A HUT in Dymock Poets country, which has been welcoming information-seeking visitors since 1992, is undergoing the final stages of a revamp, thanks the kindness of local businesses and Lottery funding.

The Garland Hut at Ryton, in the cottage garden of Friends of the Dymock Poets member, Barbara Davis, has undergone a multi-thousand pound transformation into a picnic stop on popular cycle and walking routes.

The work was made possible by £5000 of at-cost sponsorship from local timber and landscaping businesses, to match grant funding from the Heritage Lottery Fund, managed by the Moment Centenary Project.

Chris Bligh, of the Moment Centenary Project said: “Thanks to the generous support of local landscaping companies the renovated Garland Hut now creates a welcome shelter, a quiet picnic pause.

"We are to create further new phone apps, a comprehensive heritage map index, and an online landscape and social history exhibition within the hut – ready for the spring and a new daffodil season, when this will become a new focus of cultural, literary and landscape interpretation and, more to the point, a stop for rest and recuperation.”

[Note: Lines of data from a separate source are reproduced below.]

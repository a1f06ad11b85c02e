//! SQL storage through Sea-ORM.
//!
//! [`SqlRepository`] maps a [`Schema`](crate::schema::Schema) onto a table it does not own:
//! creating and migrating the table is left to the application.

mod sql;
mod statements;

pub use sql::SqlRepository;
//! Engine and connection pool settings.
//!
//! ```rust,ignore
//! use resourcecrate::config::PoolConfig;
//!
//! // DATABASE_URL=postgres://... DATABASE_MAX_CONNECTIONS=20
//! let db = PoolConfig::from_env()?.connect().await?;
//! ```

use sea_orm::{ConnectOptions, Database, DatabaseConnection, DbErr};
use serde::{Deserialize, Serialize};
use std::env;
use std::time::Duration;
use thiserror::Error;

const DEFAULT_DATABASE_URL: &str = "sqlite::memory:";

#[derive(Debug, Clone, PartialEq, Eq, Error)]
pub enum ConfigError {
    #[error("environment variable {var} has invalid value `{value}`")]
    InvalidEnv { var: &'static str, value: String },
}

/// List limits applied by the engine.
#[derive(Debug, Clone, Copy, PartialEq, Eq, Deserialize, Serialize)]
#[serde(default)]
pub struct EngineConfig {
    /// Page size when the request names none
    pub default_limit: u64,
    /// Upper bound every requested page size is clamped to
    pub max_limit: u64,
}

impl Default for EngineConfig {
    fn default() -> Self {
        Self {
            default_limit: 10,
            max_limit: 100,
        }
    }
}

impl EngineConfig {
    /// Clamp a requested page size into `[1, max_limit]`
    #[must_use]
    pub fn effective_limit(&self, requested: Option<u64>) -> u64 {
        let max = self.max_limit.max(1);
        requested.unwrap_or(self.default_limit).clamp(1, max)
    }
}

/// Connection pool settings for the SQL repository.
#[derive(Debug, Clone, PartialEq, Eq, Deserialize, Serialize)]
#[serde(default)]
pub struct PoolConfig {
    pub url: String,
    pub max_connections: u32,
    pub min_connections: u32,
    /// How long to wait for a free connection before the attempt counts as failed
    pub acquire_timeout_ms: u64,
    /// Extra acquisition attempts per operation before reporting `Unavailable`
    pub acquire_retries: u32,
    pub sqlx_logging: bool,
}

impl Default for PoolConfig {
    fn default() -> Self {
        Self {
            url: DEFAULT_DATABASE_URL.to_string(),
            max_connections: 10,
            min_connections: 0,
            acquire_timeout_ms: 5000,
            acquire_retries: 2,
            sqlx_logging: false,
        }
    }
}

impl PoolConfig {
    /// Defaults overridden by `DATABASE_URL`, `DATABASE_MAX_CONNECTIONS` and
    /// `DATABASE_ACQUIRE_TIMEOUT_MS`.
    ///
    /// # Errors
    ///
    /// `ConfigError::InvalidEnv` when a numeric variable does not parse.
    pub fn from_env() -> Result<Self, ConfigError> {
        let mut config = Self::default();
        if let Ok(url) = env::var("DATABASE_URL") {
            config.url = url;
        }
        if let Some(max) = parse_env("DATABASE_MAX_CONNECTIONS")? {
            config.max_connections = max;
        }
        if let Some(timeout) = parse_env("DATABASE_ACQUIRE_TIMEOUT_MS")? {
            config.acquire_timeout_ms = timeout;
        }
        Ok(config)
    }

    #[must_use]
    pub fn acquire_timeout(&self) -> Duration {
        Duration::from_millis(self.acquire_timeout_ms)
    }

    #[must_use]
    pub fn connect_options(&self) -> ConnectOptions {
        let mut opts = ConnectOptions::new(self.url.clone());
        opts.max_connections(self.max_connections.max(1))
            .min_connections(self.min_connections)
            .acquire_timeout(self.acquire_timeout())
            .sqlx_logging(self.sqlx_logging);
        opts
    }

    /// Open the pool.
    ///
    /// # Errors
    ///
    /// Whatever Sea-ORM reports when the database cannot be reached.
    pub async fn connect(&self) -> Result<DatabaseConnection, DbErr> {
        tracing::debug!(
            max_connections = self.max_connections,
            acquire_timeout_ms = self.acquire_timeout_ms,
            "connecting database pool"
        );
        Database::connect(self.connect_options()).await
    }
}

fn parse_env<T: std::str::FromStr>(var: &'static str) -> Result<Option<T>, ConfigError> {
    match env::var(var) {
        Ok(value) => value
            .trim()
            .parse()
            .map(Some)
            .map_err(|_| ConfigError::InvalidEnv { var, value }),
        Err(_) => Ok(None),
    }
}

The trade sponsors include Bradfords Building Supplies, Brandon Tool Hire, Lydney Park Sawmills, Bromsberrow Sand and Gravel, with design and project managers Gardens Sorted of Kempley, supervised by Sam Ferguson of Dymock.

Artist Barbara Davis’ garden has welcomed visitors to The Garland Hut information facility since 1992, when it was erected by the Friends of Dymock Poets and John Masefield Society.

It carries information about the poets who settled in or visited the Dymock area prior to the First World War, including Robert Frost, Edward Thomas and Rupert Brooke.

With the recent involvement of the Ledbury Cycling Forum and the Newent Cycle Club, Ryton has become the confluence of the brown sign-posted road routes, along with the Windcross Paths Group route known as Poets Path 2, and the John Masefield Trail.